═══ ENTRIES SHOWN ═══
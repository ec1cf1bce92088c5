use crate::config::proxy::HttpProxyConfig;
use crate::error::{EthicrawlError, Result};
use crate::headers::Headers;

/// HTTP client configuration.
///
/// Every setter validates its argument and returns a [`Result`] rather
/// than panicking.
#[derive(Debug, Clone)]
pub struct HttpConfig {
    timeout: f64,
    max_retries: u32,
    retry_delay: f64,
    rate_limit: Option<f64>,
    jitter: f64,
    user_agent: String,
    headers: Headers,
    proxies: HttpProxyConfig,
}

impl Default for HttpConfig {
    fn default() -> Self {
        HttpConfig {
            timeout: 30.0,
            max_retries: 3,
            retry_delay: 1.0,
            rate_limit: Some(0.5),
            jitter: 0.2,
            user_agent: "Ethicrawl/1.0".to_string(),
            headers: Headers::new(),
            proxies: HttpProxyConfig::default(),
        }
    }
}

impl HttpConfig {
    pub fn timeout(&self) -> f64 {
        self.timeout
    }

    /// `0 < timeout <= 300`.
    pub fn set_timeout(&mut self, value: f64) -> Result<()> {
        if value <= 0.0 {
            return Err(EthicrawlError::Config("timeout must be positive".to_string()));
        }
        if value > 300.0 {
            return Err(EthicrawlError::Config(
                "maximum timeout is 300 seconds".to_string(),
            ));
        }
        self.timeout = value;
        Ok(())
    }

    pub fn max_retries(&self) -> u32 {
        self.max_retries
    }

    /// `0 <= max_retries <= 10`.
    pub fn set_max_retries(&mut self, value: u32) -> Result<()> {
        if value > 10 {
            return Err(EthicrawlError::Config(
                "max_retries cannot be more than 10".to_string(),
            ));
        }
        self.max_retries = value;
        Ok(())
    }

    pub fn retry_delay(&self) -> f64 {
        self.retry_delay
    }

    /// `0 <= retry_delay <= 60`.
    pub fn set_retry_delay(&mut self, value: f64) -> Result<()> {
        if !(0.0..=60.0).contains(&value) {
            return Err(EthicrawlError::Config(
                "retry_delay must be between 0 and 60".to_string(),
            ));
        }
        self.retry_delay = value;
        Ok(())
    }

    /// Requests per second; `None` means unlimited.
    pub fn rate_limit(&self) -> Option<f64> {
        self.rate_limit
    }

    /// `rate_limit` must be strictly positive when set.
    pub fn set_rate_limit(&mut self, value: Option<f64>) -> Result<()> {
        if let Some(v) = value {
            if v <= 0.0 {
                return Err(EthicrawlError::Config(
                    "rate_limit must be positive".to_string(),
                ));
            }
        }
        self.rate_limit = value;
        Ok(())
    }

    pub fn jitter(&self) -> f64 {
        self.jitter
    }

    /// `0 <= jitter < 1`.
    pub fn set_jitter(&mut self, value: f64) -> Result<()> {
        if !(0.0..1.0).contains(&value) {
            return Err(EthicrawlError::Config(
                "jitter must be between 0.0 and 1.0".to_string(),
            ));
        }
        self.jitter = value;
        Ok(())
    }

    pub fn user_agent(&self) -> &str {
        &self.user_agent
    }

    pub fn set_user_agent(&mut self, value: impl Into<String>) -> Result<()> {
        let value = value.into();
        if value.trim().is_empty() {
            return Err(EthicrawlError::Config("user_agent cannot be empty".to_string()));
        }
        self.user_agent = value;
        Ok(())
    }

    pub fn headers(&self) -> &Headers {
        &self.headers
    }

    pub fn set_headers(&mut self, headers: Headers) {
        self.headers = headers;
    }

    pub fn proxies(&self) -> &HttpProxyConfig {
        &self.proxies
    }

    pub fn set_proxies(&mut self, proxies: HttpProxyConfig) {
        self.proxies = proxies;
    }

    /// `1 / rate_limit`, or `0` when unlimited — the `RateLimiter`'s
    /// `min_interval`.
    pub fn min_interval_secs(&self) -> f64 {
        match self.rate_limit {
            Some(rl) if rl > 0.0 => 1.0 / rl,
            _ => 0.0,
        }
    }
}
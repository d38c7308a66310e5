use anyhow::Result;
use tax_core::{Trade, TradeAction};
use thiserror::Error;

use crate::db::TradeDb;
use crate::models::{TradeFilter, TradeInput, TradeRow};

/// Rejected write: the sell would push cumulative sold past cumulative
/// bought for that owner's ticker.
#[derive(Error, Debug, Clone, PartialEq, Eq)]
#[error("Cannot sell more than you have bought: {requested} requested, {available} available for {ticker}")]
pub struct OversellError {
    pub ticker: String,
    pub requested: i64,
    pub available: i64,
}

/// CRUD and snapshot reads over the `trades` table.
#[derive(Clone)]
pub struct TradeStore {
    db: TradeDb,
}

impl TradeStore {
    pub fn new(db: TradeDb) -> Self {
        Self { db }
    }

    /// Insert a trade. A SELL is checked against the aggregate
    /// buy-before-sell invariant first; updates and deletes bypass the
    /// check, which is why the matcher still defends at report time.
    pub async fn add_trade(&self, input: TradeInput) -> Result<i64> {
        if input.action == TradeAction::Sell {
            let (bought, sold) = self.quantity_totals(input.owner_id, &input.ticker).await?;
            let available = bought - sold;
            if i64::from(input.quantity) > available {
                return Err(OversellError {
                    ticker: input.ticker.clone(),
                    requested: i64::from(input.quantity),
                    available: available.max(0),
                }
                .into());
            }
        }

        let result = sqlx::query(
            r#"
            INSERT INTO trades (owner_id, ticker, action, quantity, price, trade_date, trade_time, notes)
            VALUES (?, ?, ?, ?, ?, ?, ?, ?)
            "#,
        )
        .bind(input.owner_id)
        .bind(&input.ticker)
        .bind(input.action.as_str())
        .bind(i64::from(input.quantity))
        .bind(input.price)
        .bind(input.trade_date)
        .bind(input.trade_time)
        .bind(&input.notes)
        .execute(self.db.pool())
        .await?;

        tracing::debug!(ticker = %input.ticker, action = %input.action, "trade recorded");
        Ok(result.last_insert_rowid())
    }

    /// Get trade by ID
    pub async fn get_trade(&self, id: i64) -> Result<Option<TradeRow>> {
        let row = sqlx::query_as::<_, TradeRow>("SELECT * FROM trades WHERE id = ?")
            .bind(id)
            .fetch_optional(self.db.pool())
            .await?;

        Ok(row)
    }

    /// Update trade
    pub async fn update_trade(&self, id: i64, input: TradeInput) -> Result<()> {
        sqlx::query(
            r#"
            UPDATE trades
            SET owner_id = ?, ticker = ?, action = ?, quantity = ?, price = ?, trade_date = ?, trade_time = ?, notes = ?
            WHERE id = ?
            "#,
        )
        .bind(input.owner_id)
        .bind(&input.ticker)
        .bind(input.action.as_str())
        .bind(i64::from(input.quantity))
        .bind(input.price)
        .bind(input.trade_date)
        .bind(input.trade_time)
        .bind(&input.notes)
        .bind(id)
        .execute(self.db.pool())
        .await?;

        Ok(())
    }

    /// Delete trade
    pub async fn delete_trade(&self, id: i64) -> Result<()> {
        sqlx::query("DELETE FROM trades WHERE id = ?")
            .bind(id)
            .execute(self.db.pool())
            .await?;

        Ok(())
    }

    /// All of an owner's trades, newest first, for display.
    pub async fn list_trades(&self, owner_id: i64) -> Result<Vec<TradeRow>> {
        let rows = sqlx::query_as::<_, TradeRow>(
            "SELECT * FROM trades WHERE owner_id = ? ORDER BY trade_date DESC, trade_time DESC, id DESC",
        )
        .bind(owner_id)
        .fetch_all(self.db.pool())
        .await?;

        Ok(rows)
    }

    /// One owner's filtered snapshot, ordered ascending by
    /// `(trade_date, trade_time)` — the feed for both tax engines.
    /// Null times sort first, matching the engine's tie-break.
    pub async fn fetch_trades(&self, owner_id: i64, filter: &TradeFilter) -> Result<Vec<Trade>> {
        let mut sql = String::from("SELECT * FROM trades WHERE owner_id = ?");
        if filter.ticker.is_some() {
            sql.push_str(" AND ticker = ?");
        }
        if filter.month.is_some() {
            sql.push_str(" AND strftime('%Y-%m', trade_date) = ?");
        }
        if filter.start_date.is_some() {
            sql.push_str(" AND trade_date >= ?");
        }
        if filter.end_date.is_some() {
            sql.push_str(" AND trade_date <= ?");
        }
        sql.push_str(" ORDER BY trade_date ASC, trade_time ASC, id ASC");

        let mut query = sqlx::query_as::<_, TradeRow>(&sql).bind(owner_id);
        if let Some(ticker) = &filter.ticker {
            query = query.bind(ticker);
        }
        if let Some(month) = &filter.month {
            query = query.bind(month);
        }
        if let Some(start) = filter.start_date {
            query = query.bind(start);
        }
        if let Some(end) = filter.end_date {
            query = query.bind(end);
        }

        let rows = query.fetch_all(self.db.pool()).await?;
        rows.into_iter().map(TradeRow::into_trade).collect()
    }

    /// Cumulative (bought, sold) share counts for one owner's ticker.
    async fn quantity_totals(&self, owner_id: i64, ticker: &str) -> Result<(i64, i64)> {
        let bought: Option<i64> = sqlx::query_scalar(
            "SELECT SUM(quantity) FROM trades WHERE owner_id = ? AND ticker = ? AND action = 'BUY'",
        )
        .bind(owner_id)
        .bind(ticker)
        .fetch_one(self.db.pool())
        .await?;

        let sold: Option<i64> = sqlx::query_scalar(
            "SELECT SUM(quantity) FROM trades WHERE owner_id = ? AND ticker = ? AND action = 'SELL'",
        )
        .bind(owner_id)
        .bind(ticker)
        .fetch_one(self.db.pool())
        .await?;

        Ok((bought.unwrap_or(0), sold.unwrap_or(0)))
    }
}

#[cfg(test)]
mod tests {
    use super::*;
    use chrono::{NaiveDate, NaiveTime};

    async fn setup_store() -> TradeStore {
        let db = TradeDb::new("sqlite::memory:").await.unwrap();
        TradeStore::new(db)
    }

    fn input(ticker: &str, action: TradeAction, quantity: u32, price: f64, day: &str) -> TradeInput {
        TradeInput {
            owner_id: 1,
            ticker: ticker.to_string(),
            action,
            quantity,
            price,
            trade_date: NaiveDate::parse_from_str(day, "%Y-%m-%d").unwrap(),
            trade_time: None,
            notes: None,
        }
    }

    #[tokio::test]
    async fn test_add_and_get_trade() {
        let store = setup_store().await;

        let id = store
            .add_trade(input("AAPL", TradeAction::Buy, 10, 150.0, "2024-01-01"))
            .await
            .unwrap();
        assert!(id > 0);

        let row = store.get_trade(id).await.unwrap().unwrap();
        assert_eq!(row.ticker, "AAPL");
        assert_eq!(row.action, "BUY");
        assert_eq!(row.quantity, 10);
    }

    #[tokio::test]
    async fn test_oversell_is_rejected() {
        let store = setup_store().await;

        store
            .add_trade(input("AAPL", TradeAction::Buy, 5, 10.0, "2024-01-01"))
            .await
            .unwrap();

        let err = store
            .add_trade(input("AAPL", TradeAction::Sell, 10, 12.0, "2024-01-02"))
            .await
            .unwrap_err();

        let oversell = err.downcast_ref::<OversellError>().unwrap();
        assert_eq!(oversell.requested, 10);
        assert_eq!(oversell.available, 5);
    }

    #[tokio::test]
    async fn test_selling_exactly_the_position_is_allowed() {
        let store = setup_store().await;

        store
            .add_trade(input("AAPL", TradeAction::Buy, 5, 10.0, "2024-01-01"))
            .await
            .unwrap();
        store
            .add_trade(input("AAPL", TradeAction::Sell, 5, 12.0, "2024-01-02"))
            .await
            .unwrap();

        // Position is now flat; any further sell is an oversell.
        let err = store
            .add_trade(input("AAPL", TradeAction::Sell, 1, 12.0, "2024-01-03"))
            .await
            .unwrap_err();
        assert!(err.downcast_ref::<OversellError>().is_some());
    }

    #[tokio::test]
    async fn test_oversell_check_is_per_ticker() {
        let store = setup_store().await;

        store
            .add_trade(input("AAPL", TradeAction::Buy, 10, 10.0, "2024-01-01"))
            .await
            .unwrap();

        let err = store
            .add_trade(input("MSFT", TradeAction::Sell, 1, 300.0, "2024-01-02"))
            .await
            .unwrap_err();
        assert!(err.downcast_ref::<OversellError>().is_some());
    }

    #[tokio::test]
    async fn test_fetch_returns_chronological_snapshot() {
        let store = setup_store().await;

        store
            .add_trade(input("AAPL", TradeAction::Buy, 10, 12.0, "2024-03-01"))
            .await
            .unwrap();
        store
            .add_trade(input("AAPL", TradeAction::Buy, 10, 10.0, "2024-01-01"))
            .await
            .unwrap();

        let trades = store.fetch_trades(1, &TradeFilter::default()).await.unwrap();

        assert_eq!(trades.len(), 2);
        assert_eq!(trades[0].trade_date.to_string(), "2024-01-01");
        assert_eq!(trades[1].trade_date.to_string(), "2024-03-01");
    }

    #[tokio::test]
    async fn test_fetch_orders_same_day_by_time() {
        let store = setup_store().await;

        let mut late = input("AAPL", TradeAction::Buy, 10, 10.0, "2024-01-01");
        late.trade_time = Some(NaiveTime::from_hms_opt(15, 45, 0).unwrap());
        let mut early = input("AAPL", TradeAction::Buy, 5, 11.0, "2024-01-01");
        early.trade_time = Some(NaiveTime::from_hms_opt(9, 30, 0).unwrap());

        store.add_trade(late).await.unwrap();
        store.add_trade(early).await.unwrap();

        let trades = store.fetch_trades(1, &TradeFilter::default()).await.unwrap();
        assert_eq!(trades[0].quantity, 5);
        assert_eq!(trades[1].quantity, 10);
    }

    #[tokio::test]
    async fn test_fetch_filters_by_ticker_and_dates() {
        let store = setup_store().await;

        store
            .add_trade(input("AAPL", TradeAction::Buy, 10, 10.0, "2024-01-15"))
            .await
            .unwrap();
        store
            .add_trade(input("MSFT", TradeAction::Buy, 5, 300.0, "2024-02-10"))
            .await
            .unwrap();
        store
            .add_trade(input("AAPL", TradeAction::Buy, 10, 12.0, "2024-03-20"))
            .await
            .unwrap();

        let by_ticker = TradeFilter { ticker: Some("AAPL".to_string()), ..Default::default() };
        assert_eq!(store.fetch_trades(1, &by_ticker).await.unwrap().len(), 2);

        let by_month = TradeFilter { month: Some("2024-02".to_string()), ..Default::default() };
        let trades = store.fetch_trades(1, &by_month).await.unwrap();
        assert_eq!(trades.len(), 1);
        assert_eq!(trades[0].ticker, "MSFT");

        let by_range = TradeFilter {
            start_date: Some(NaiveDate::from_ymd_opt(2024, 2, 1).unwrap()),
            end_date: Some(NaiveDate::from_ymd_opt(2024, 3, 31).unwrap()),
            ..Default::default()
        };
        assert_eq!(store.fetch_trades(1, &by_range).await.unwrap().len(), 2);
    }

    #[tokio::test]
    async fn test_trades_are_scoped_by_owner() {
        let store = setup_store().await;

        store
            .add_trade(input("AAPL", TradeAction::Buy, 10, 10.0, "2024-01-01"))
            .await
            .unwrap();
        let mut other = input("AAPL", TradeAction::Buy, 99, 10.0, "2024-01-01");
        other.owner_id = 2;
        store.add_trade(other).await.unwrap();

        let trades = store.fetch_trades(1, &TradeFilter::default()).await.unwrap();
        assert_eq!(trades.len(), 1);
        assert_eq!(trades[0].quantity, 10);

        // An owner with no buys cannot sell against someone else's lots.
        let mut sell = input("AAPL", TradeAction::Sell, 1, 12.0, "2024-01-02");
        sell.owner_id = 3;
        let err = store.add_trade(sell).await.unwrap_err();
        assert!(err.downcast_ref::<OversellError>().is_some());
    }

    #[tokio::test]
    async fn test_update_and_delete_trade() {
        let store = setup_store().await;

        let id = store
            .add_trade(input("AAPL", TradeAction::Buy, 10, 150.0, "2024-01-01"))
            .await
            .unwrap();

        let mut changed = input("AAPL", TradeAction::Buy, 12, 149.5, "2024-01-01");
        changed.notes = Some("fixed fill size".to_string());
        store.update_trade(id, changed).await.unwrap();

        let row = store.get_trade(id).await.unwrap().unwrap();
        assert_eq!(row.quantity, 12);
        assert_eq!(row.notes.as_deref(), Some("fixed fill size"));

        store.delete_trade(id).await.unwrap();
        assert!(store.get_trade(id).await.unwrap().is_none());
    }
}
═══
= WHAT THIS TASK INVOLVES =
Begin with the line containing "let mut sell" and retype it and each line after it through the end of the records, keeping them exact and including nothing more.

= YOUR RESPONSE =
        let mut sell = input("AAPL", TradeAction::Sell, 1, 12.0, "2024-01-02");
        sell.owner_id = 3;
        let err = store.add_trade(sell).await.unwrap_err();
        assert!(err.downcast_ref::<OversellError>().is_some());
    }

    #[tokio::test]
    async fn test_update_and_delete_trade() {
        let store = setup_store().await;

        let id = store
            .add_trade(input("AAPL", TradeAction::Buy, 10, 150.0, "2024-01-01"))
            .await
            .unwrap();

        let mut changed = input("AAPL", TradeAction::Buy, 12, 149.5, "2024-01-01");
        changed.notes = Some("fixed fill size".to_string());
        store.update_trade(id, changed).await.unwrap();

        let row = store.get_trade(id).await.unwrap().unwrap();
        assert_eq!(row.quantity, 12);
        assert_eq!(row.notes.as_deref(), Some("fixed fill size"));

        store.delete_trade(id).await.unwrap();
        assert!(store.get_trade(id).await.unwrap().is_none());
    }
}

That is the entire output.